§ TASK DETAILS
Scan the records for the word "RerouteFailed". Return each line where it is found.

INFORMATION PROVIDED: Begin

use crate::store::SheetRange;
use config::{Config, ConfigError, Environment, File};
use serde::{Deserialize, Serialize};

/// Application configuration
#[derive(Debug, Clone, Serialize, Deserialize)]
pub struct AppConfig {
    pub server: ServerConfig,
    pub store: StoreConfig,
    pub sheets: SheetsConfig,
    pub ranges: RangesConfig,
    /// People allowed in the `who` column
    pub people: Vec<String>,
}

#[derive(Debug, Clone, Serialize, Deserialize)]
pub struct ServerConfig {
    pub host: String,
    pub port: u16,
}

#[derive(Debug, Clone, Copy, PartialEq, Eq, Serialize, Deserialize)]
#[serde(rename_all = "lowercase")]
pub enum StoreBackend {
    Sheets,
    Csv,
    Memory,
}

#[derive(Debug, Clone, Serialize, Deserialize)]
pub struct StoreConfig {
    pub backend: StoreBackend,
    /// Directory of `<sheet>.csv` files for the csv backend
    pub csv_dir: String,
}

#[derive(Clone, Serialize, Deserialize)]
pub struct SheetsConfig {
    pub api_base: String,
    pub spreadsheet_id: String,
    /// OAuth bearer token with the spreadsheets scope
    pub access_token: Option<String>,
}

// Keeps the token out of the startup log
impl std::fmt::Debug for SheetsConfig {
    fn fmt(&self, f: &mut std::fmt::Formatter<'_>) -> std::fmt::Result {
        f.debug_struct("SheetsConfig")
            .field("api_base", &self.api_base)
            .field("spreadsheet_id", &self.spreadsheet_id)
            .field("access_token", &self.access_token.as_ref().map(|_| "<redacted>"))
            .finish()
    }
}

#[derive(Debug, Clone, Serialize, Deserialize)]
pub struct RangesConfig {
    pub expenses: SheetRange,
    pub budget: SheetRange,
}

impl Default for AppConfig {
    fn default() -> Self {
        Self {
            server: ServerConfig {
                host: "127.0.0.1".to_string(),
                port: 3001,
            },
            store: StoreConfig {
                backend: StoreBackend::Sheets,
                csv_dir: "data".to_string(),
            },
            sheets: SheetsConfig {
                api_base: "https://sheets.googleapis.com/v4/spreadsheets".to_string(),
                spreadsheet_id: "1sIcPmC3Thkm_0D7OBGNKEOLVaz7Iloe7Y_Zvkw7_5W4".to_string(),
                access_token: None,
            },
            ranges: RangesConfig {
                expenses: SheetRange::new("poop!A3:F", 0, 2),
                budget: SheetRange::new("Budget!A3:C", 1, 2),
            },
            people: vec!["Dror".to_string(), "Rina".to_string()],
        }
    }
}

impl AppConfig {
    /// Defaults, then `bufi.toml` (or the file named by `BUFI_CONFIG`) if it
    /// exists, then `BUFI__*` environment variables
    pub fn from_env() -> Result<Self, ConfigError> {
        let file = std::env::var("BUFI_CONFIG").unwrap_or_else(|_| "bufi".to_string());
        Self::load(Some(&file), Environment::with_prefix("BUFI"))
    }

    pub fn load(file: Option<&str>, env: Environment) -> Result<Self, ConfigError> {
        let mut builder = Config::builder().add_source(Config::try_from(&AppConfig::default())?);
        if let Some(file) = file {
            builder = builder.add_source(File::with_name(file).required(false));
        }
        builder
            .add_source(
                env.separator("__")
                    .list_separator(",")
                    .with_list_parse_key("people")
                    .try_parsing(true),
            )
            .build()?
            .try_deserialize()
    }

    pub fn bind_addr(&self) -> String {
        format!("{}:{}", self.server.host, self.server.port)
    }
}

INFORMATION PROVIDED: End
INFORMATION PROVIDED: Begin

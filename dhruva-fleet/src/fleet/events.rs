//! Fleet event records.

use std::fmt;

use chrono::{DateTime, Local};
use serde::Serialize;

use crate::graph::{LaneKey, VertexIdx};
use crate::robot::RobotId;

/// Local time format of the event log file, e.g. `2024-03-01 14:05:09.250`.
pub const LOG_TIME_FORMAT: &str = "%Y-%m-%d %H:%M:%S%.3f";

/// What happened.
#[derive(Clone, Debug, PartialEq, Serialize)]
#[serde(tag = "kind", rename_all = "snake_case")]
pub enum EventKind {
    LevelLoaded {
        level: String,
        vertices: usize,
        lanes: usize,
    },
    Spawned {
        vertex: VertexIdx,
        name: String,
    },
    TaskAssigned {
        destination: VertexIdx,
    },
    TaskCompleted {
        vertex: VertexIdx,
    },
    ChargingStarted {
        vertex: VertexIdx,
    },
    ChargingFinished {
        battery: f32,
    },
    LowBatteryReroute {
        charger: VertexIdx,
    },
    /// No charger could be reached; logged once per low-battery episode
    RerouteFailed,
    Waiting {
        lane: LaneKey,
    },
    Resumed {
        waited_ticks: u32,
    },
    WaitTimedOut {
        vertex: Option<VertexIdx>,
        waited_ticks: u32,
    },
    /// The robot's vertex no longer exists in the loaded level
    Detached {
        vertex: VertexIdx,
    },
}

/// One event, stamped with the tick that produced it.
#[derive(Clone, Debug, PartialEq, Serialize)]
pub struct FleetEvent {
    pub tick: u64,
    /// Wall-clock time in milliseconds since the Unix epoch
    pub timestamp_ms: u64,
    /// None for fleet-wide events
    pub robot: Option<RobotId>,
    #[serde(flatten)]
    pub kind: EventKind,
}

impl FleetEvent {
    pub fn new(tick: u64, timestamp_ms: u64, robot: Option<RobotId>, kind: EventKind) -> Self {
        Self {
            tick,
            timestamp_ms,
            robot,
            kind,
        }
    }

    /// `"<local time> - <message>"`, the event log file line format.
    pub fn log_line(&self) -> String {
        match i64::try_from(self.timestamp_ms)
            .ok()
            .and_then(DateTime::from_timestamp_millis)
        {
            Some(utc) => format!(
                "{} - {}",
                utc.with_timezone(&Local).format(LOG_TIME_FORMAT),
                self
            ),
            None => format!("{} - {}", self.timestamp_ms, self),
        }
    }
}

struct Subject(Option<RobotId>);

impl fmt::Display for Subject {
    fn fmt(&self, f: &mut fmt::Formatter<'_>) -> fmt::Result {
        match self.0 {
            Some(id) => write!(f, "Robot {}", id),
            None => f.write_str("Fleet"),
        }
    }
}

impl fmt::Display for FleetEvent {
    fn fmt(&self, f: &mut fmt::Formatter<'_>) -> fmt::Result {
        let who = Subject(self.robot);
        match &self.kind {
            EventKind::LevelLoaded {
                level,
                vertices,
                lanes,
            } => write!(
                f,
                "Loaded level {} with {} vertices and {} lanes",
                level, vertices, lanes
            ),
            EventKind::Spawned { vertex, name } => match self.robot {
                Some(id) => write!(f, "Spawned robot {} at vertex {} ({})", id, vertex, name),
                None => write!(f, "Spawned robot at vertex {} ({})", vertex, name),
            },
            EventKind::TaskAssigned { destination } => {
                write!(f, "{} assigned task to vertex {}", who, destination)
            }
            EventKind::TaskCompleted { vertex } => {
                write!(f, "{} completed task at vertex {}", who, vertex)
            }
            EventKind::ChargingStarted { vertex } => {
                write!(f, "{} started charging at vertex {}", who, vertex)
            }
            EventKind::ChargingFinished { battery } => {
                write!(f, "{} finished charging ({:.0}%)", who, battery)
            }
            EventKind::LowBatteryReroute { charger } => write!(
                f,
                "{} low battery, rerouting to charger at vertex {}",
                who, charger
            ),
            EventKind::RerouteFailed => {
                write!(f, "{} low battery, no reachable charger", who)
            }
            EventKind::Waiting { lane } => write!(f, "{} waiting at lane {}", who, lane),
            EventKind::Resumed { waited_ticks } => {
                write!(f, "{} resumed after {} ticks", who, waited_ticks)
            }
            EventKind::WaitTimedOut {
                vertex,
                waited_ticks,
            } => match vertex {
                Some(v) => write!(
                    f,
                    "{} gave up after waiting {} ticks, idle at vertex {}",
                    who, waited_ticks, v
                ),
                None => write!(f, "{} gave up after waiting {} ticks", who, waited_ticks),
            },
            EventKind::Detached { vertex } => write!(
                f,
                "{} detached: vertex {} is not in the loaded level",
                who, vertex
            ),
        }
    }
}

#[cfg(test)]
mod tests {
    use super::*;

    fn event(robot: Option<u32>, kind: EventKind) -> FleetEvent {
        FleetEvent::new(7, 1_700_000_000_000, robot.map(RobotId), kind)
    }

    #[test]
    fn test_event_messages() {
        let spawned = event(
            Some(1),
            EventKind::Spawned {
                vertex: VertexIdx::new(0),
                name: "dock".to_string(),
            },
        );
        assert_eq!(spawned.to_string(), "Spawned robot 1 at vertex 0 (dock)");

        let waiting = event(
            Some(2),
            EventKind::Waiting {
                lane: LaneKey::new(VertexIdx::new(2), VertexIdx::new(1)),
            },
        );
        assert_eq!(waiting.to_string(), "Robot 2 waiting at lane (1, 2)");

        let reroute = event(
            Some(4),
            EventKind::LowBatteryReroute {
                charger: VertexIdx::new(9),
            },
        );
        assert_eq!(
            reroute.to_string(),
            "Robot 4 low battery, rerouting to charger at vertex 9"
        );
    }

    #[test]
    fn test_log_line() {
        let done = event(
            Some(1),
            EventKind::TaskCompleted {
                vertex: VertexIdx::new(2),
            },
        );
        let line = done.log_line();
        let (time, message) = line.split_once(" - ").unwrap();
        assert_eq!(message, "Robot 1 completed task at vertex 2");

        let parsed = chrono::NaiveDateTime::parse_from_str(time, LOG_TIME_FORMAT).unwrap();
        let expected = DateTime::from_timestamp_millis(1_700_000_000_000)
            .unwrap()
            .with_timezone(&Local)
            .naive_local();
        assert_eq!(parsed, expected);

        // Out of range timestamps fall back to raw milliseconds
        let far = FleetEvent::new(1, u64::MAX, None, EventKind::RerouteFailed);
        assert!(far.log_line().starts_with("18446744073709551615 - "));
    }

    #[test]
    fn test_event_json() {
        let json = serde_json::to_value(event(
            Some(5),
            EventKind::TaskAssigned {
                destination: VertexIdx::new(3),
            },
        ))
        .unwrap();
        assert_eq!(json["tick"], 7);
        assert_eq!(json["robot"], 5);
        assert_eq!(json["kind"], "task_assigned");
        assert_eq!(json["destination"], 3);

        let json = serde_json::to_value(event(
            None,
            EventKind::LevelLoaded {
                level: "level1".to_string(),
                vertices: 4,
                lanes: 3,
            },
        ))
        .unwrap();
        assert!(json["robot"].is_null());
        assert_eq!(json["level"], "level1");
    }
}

INFORMATION PROVIDED: End

§ WRITTEN ANSWER
    RerouteFailed,
            EventKind::RerouteFailed => {
        let far = FleetEvent::new(1, u64::MAX, None, EventKind::RerouteFailed);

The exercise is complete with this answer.